Hints? Well, the IP network to be used at the disaster recovery site is a good place to begin. The disaster site will obviously need to have the same WAN connections into it that the main site has. But should we have it as a different IP network to everywhere else, and so route traffic to it? Or should we go for a 'LAN interconnect' approach with an additional fibre link between the main site and the disaster site so they can be on the same IP subnet?. If we choose the former things seem obvious on the surface but we have a lot of work to do to move from standby operation to live. And if the latter, system synchronisation is easy but how will the WAN work?
As I say, this isn't a problem as such, I posted it to be a thought-provoker so don't lose sleep over it!
Without having more information, I would go for the fiber LAN interconnection personally. I would give the main site's servers aliases on their NIC's for the network between there and the disaster recovery site. Of course, I'm assuming the fiber is already existing between the main site and the remote. If that isn't the case, I'd go for the WAN approach just to save money.
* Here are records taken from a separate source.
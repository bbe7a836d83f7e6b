//! Common utilities for bridge integration tests.

use std::sync::Arc;

use bytes::Bytes;
use simbridge::engine::memory::MemoryEngine;
use simbridge::{Bridge, BridgeConfig, DocumentKey, FileHandle, InstanceKey};

/// One model with a decaying state, a constant and an algebraic variable, simulated over
/// `[0, 10]` in 10 steps with CVODE.
pub const TIME_COURSE: &str = r#"{"sedml": {
	"models": [{"source": "decay.cellml", "model": {
		"voi": {"name": "t", "unit": "second"},
		"states": [{"name": "x", "unit": "mM", "value": 4.0, "rate": -0.5}],
		"constants": [{"name": "k", "unit": "per_second", "value": 0.5}],
		"algebraic": [{"name": "half_x", "unit": "mM", "of_state": 0, "scale": 0.5}]
	}}],
	"simulations": [{"type": "uniform_time_course", "initial_time": 0, "output_start_time": 0,
		"output_end_time": 10, "number_of_steps": 10, "solver": {"type": "cvode", "maximum_step": 0}}],
	"tasks": [{"model": 0, "simulation": 0}]
}}"#;

/// One model simulated with a single step of `0.25`.
pub const ONE_STEP: &str = r#"{"sedml": {
	"models": [{"source": "step.cellml", "model": {
		"voi": {"name": "t", "unit": "second"},
		"states": [{"name": "x", "unit": "mM", "value": 1.0, "rate": 1.0}]
	}}],
	"simulations": [{"type": "one_step", "step": 0.25}],
	"tasks": [{"model": 0, "simulation": 0}]
}}"#;

/// A bridge over a fresh in-memory engine, with tracing enabled once per process.
pub fn bridge() -> Bridge {
	bridge_with(BridgeConfig::default())
}

/// Same as [`bridge`] with an explicit configuration.
pub fn bridge_with(config: BridgeConfig) -> Bridge {
	let _ = tracing_subscriber::fmt::try_init();
	Bridge::with_config(Arc::new(MemoryEngine::new()), config)
}

/// Creates `path` from `contents` and builds a document from it.
pub fn document(bridge: &Bridge, path: &str, contents: &str) -> (FileHandle, DocumentKey) {
	let file = bridge
		.create(path, Some(Bytes::copy_from_slice(contents.as_bytes())))
		.expect("failed to create file");
	let document = bridge.create_document(&file).expect("failed to create document");
	(file, document)
}

/// Creates `path` from `contents` and instantiates its document.
pub fn instance(bridge: &Bridge, path: &str, contents: &str) -> (FileHandle, DocumentKey, InstanceKey) {
	let (file, document) = self::document(bridge, path, contents);
	let instance = bridge.instantiate(document).expect("failed to instantiate");
	(file, document, instance)
}
use bytes::Bytes;
use simbridge_engine::{Issue, SimulationKind};

use crate::{Bridge, DocumentKey, FileHandle, InstanceKey, Result};

/// Outcome of [`Bridge::open`].
///
/// The pipeline stops at the first stage reporting issues, so `document` and `instance` are only
/// set when every earlier stage was clean.
#[derive(Debug, Clone, PartialEq)]
pub struct OpenedFile {
	/// The file.
	pub file: FileHandle,
	/// Document built from the file.
	pub document: Option<DocumentKey>,
	/// Instance of the document.
	pub instance: Option<InstanceKey>,
	/// Issues of the last stage reached.
	pub issues: Vec<Issue>,
}

impl OpenedFile {
	/// Returns `true` if the file is ready to run.
	pub fn is_runnable(&self) -> bool {
		self.instance.is_some() && self.issues.is_empty()
	}
}

impl Bridge {
	/// Creates a file and walks it through document creation and instantiation.
	///
	/// With [`crate::BridgeConfig::strict_open`] the document must also fit the supported subset:
	/// one model, one uniform time course whose initial and output start times agree, a non-empty
	/// output range and a positive number of steps.
	pub fn open(&self, path: &str, contents: Option<Bytes>) -> Result<OpenedFile> {
		let file = self.create(path, contents)?;
		let mut opened = OpenedFile {
			issues: self.issues(&file)?,
			file,
			document: None,
			instance: None,
		};
		if !opened.issues.is_empty() {
			return Ok(self.opened(opened, "file"));
		}

		let document = self.create_document(&opened.file)?;
		opened.document = Some(document);
		opened.issues = self.document_issues(document)?;
		if !opened.issues.is_empty() {
			return Ok(self.opened(opened, "document"));
		}

		if self.config.strict_open {
			opened.issues = self.supported_subset_issues(document)?;
			if !opened.issues.is_empty() {
				return Ok(self.opened(opened, "subset"));
			}
		}

		let instance = self.instantiate(document)?;
		opened.instance = Some(instance);
		opened.issues = self.instance_issues(instance)?;
		Ok(self.opened(opened, "instance"))
	}

	fn opened(&self, opened: OpenedFile, stage: &'static str) -> OpenedFile {
		tracing::debug!(path = %opened.file, stage, issues = opened.issues.len(), "bridge.open");
		opened
	}

	fn supported_subset_issues(&self, document: DocumentKey) -> Result<Vec<Issue>> {
		if self.model_count(document)? != 1 {
			return Ok(vec![Issue::warning("Only SED-ML files with one model are currently supported.")]);
		}
		if self.simulation_count(document)? != 1 {
			return Ok(vec![Issue::warning("Only SED-ML files with one simulation are currently supported.")]);
		}
		if self.simulation_type(document, 0)? != SimulationKind::UniformTimeCourse {
			return Ok(vec![Issue::warning("Only uniform time course simulations are currently supported.")]);
		}

		let initial_time = self.initial_time(document, 0)?;
		let output_start_time = self.output_start_time(document, 0)?;
		let output_end_time = self.output_end_time(document, 0)?;
		let number_of_steps = self.number_of_steps(document, 0)?;

		let mut issues = Vec::new();
		if initial_time != output_start_time {
			issues.push(Issue::warning(format!(
				"Only uniform time course simulations with the same values for 'initialTime' ({initial_time}) and 'outputStartTime' ({output_start_time}) are currently supported."
			)));
		}
		if output_start_time == output_end_time {
			issues.push(Issue::error(format!(
				"The uniform time course simulation must have different values for 'outputStartTime' ({output_start_time}) and 'outputEndTime' ({output_end_time})."
			)));
		}
		if number_of_steps <= 0 {
			issues.push(Issue::error(format!(
				"The uniform time course simulation must have a positive value for 'numberOfSteps' ({number_of_steps})."
			)));
		}
		Ok(issues)
	}
}
use std::fmt;
use std::sync::Arc;

use crate::Issue;

/// Shared reference to a native file.
pub type FileRef = Arc<dyn NativeFile>;

/// Kind of content a native file holds.
///
/// The discriminants are part of the host contract.
#[derive(Debug, Clone, Copy, PartialEq, Eq, Hash)]
#[repr(i32)]
pub enum FileType {
	/// Contents were not recognised.
	UnknownFile = 0,
	/// A CellML model.
	CellmlFile = 1,
	/// A SED-ML simulation experiment description.
	SedmlFile = 2,
	/// A COMBINE archive.
	CombineArchive = 3,
	/// Contents could not be retrieved.
	IrretrievableFile = 4,
}

impl FileType {
	/// Integer discriminant handed to hosts.
	pub const fn discriminant(self) -> i32 {
		self as i32
	}
}

/// A file owned by the native engine.
///
/// The engine's file manager tracks files weakly; whoever wants a file to stay alive must hold a
/// [`FileRef`].
pub trait NativeFile: Send + Sync + fmt::Debug {
	/// Path (or URL) the file was created for.
	fn path(&self) -> &str;

	/// Detected content type.
	fn file_type(&self) -> FileType;

	/// Raw contents.
	fn contents(&self) -> Vec<u8>;

	/// Replaces the contents and re-runs type detection.
	fn set_contents(&self, contents: Vec<u8>);

	/// Issues recorded while retrieving or recognising the contents.
	fn issues(&self) -> Vec<Issue>;

	/// Child file of an archive, by name.
	fn child_file(&self, name: &str) -> Option<FileRef>;
}
//! Bridge configuration.
//!
//! Every field has a working default, so an empty TOML document is a valid configuration:
//!
//! ```toml
//! transfer = "shared"            # "boxed" | "copy" | "shared"
//! ui_json_file = "simulation.json"
//! strict_open = true
//! ```

use std::path::{Path, PathBuf};

use serde::{Deserialize, Serialize};
use thiserror::Error;

use crate::TransferStrategy;

/// Child file of an archive holding the host UI description.
pub const DEFAULT_UI_JSON_FILE: &str = "simulation.json";

/// Errors that can occur when loading configuration.
#[derive(Debug, Error)]
pub enum ConfigError {
	/// Error parsing TOML syntax or an unknown key.
	#[error("TOML parse error: {0}")]
	Toml(#[from] toml::de::Error),

	/// Error reading a configuration file.
	#[error("I/O error reading {path}: {error}")]
	Io {
		/// Path to the file that failed to read.
		path: PathBuf,
		/// The underlying I/O error.
		error: std::io::Error,
	},

	/// A field holds a value outside its domain.
	#[error("invalid value for '{field}': {reason}")]
	InvalidValue {
		/// The offending key.
		field: &'static str,
		/// Why it was rejected.
		reason: String,
	},
}

/// Settings for a [`crate::Bridge`].
#[derive(Debug, Clone, PartialEq, Eq, Serialize, Deserialize)]
#[serde(default, deny_unknown_fields)]
pub struct BridgeConfig {
	/// How numeric series cross the boundary.
	pub transfer: TransferStrategy,
	/// Archive child file returned by `ui_json`.
	pub ui_json_file: String,
	/// Whether [`crate::Bridge::open`] enforces the supported SED-ML subset.
	pub strict_open: bool,
}

impl Default for BridgeConfig {
	fn default() -> Self {
		Self {
			transfer: TransferStrategy::default(),
			ui_json_file: DEFAULT_UI_JSON_FILE.to_string(),
			strict_open: true,
		}
	}
}

impl BridgeConfig {
	/// Parses a TOML document.
	pub fn from_toml(text: &str) -> Result<Self, ConfigError> {
		let config: Self = toml::from_str(text)?;
		config.validate()?;
		Ok(config)
	}

	/// Reads and parses a TOML file.
	pub fn load(path: impl AsRef<Path>) -> Result<Self, ConfigError> {
		let path = path.as_ref();
		let text = std::fs::read_to_string(path).map_err(|error| ConfigError::Io {
			path: path.to_path_buf(),
			error,
		})?;
		tracing::debug!(path = %path.display(), "bridge.config.load");
		Self::from_toml(&text)
	}

	fn validate(&self) -> Result<(), ConfigError> {
		if self.ui_json_file.is_empty() || self.ui_json_file.contains('/') {
			return Err(ConfigError::InvalidValue {
				field: "ui_json_file",
				reason: format!("'{}' is not a plain file name", self.ui_json_file),
			});
		}
		Ok(())
	}
}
Actually, I'm not really sure what the Bishop was meaning with his remote site, whether it was just for being a backup in case of the failure of the main site, or if it was a functioning all on it's own and happened to also be the backup site. How we do it where I work is the backup site isn't on our regular network, so our servers either have dual NIC's or aliases to send their back-ups to the remote site through a private, flat network. In the case of the total failure of our main site, we'll move to the alternate location where we'll be able to get things running again.
As long as that remote site has connectivity with your other sites, all you really need to do is backup your important servers to that location. I think that's the most important thing.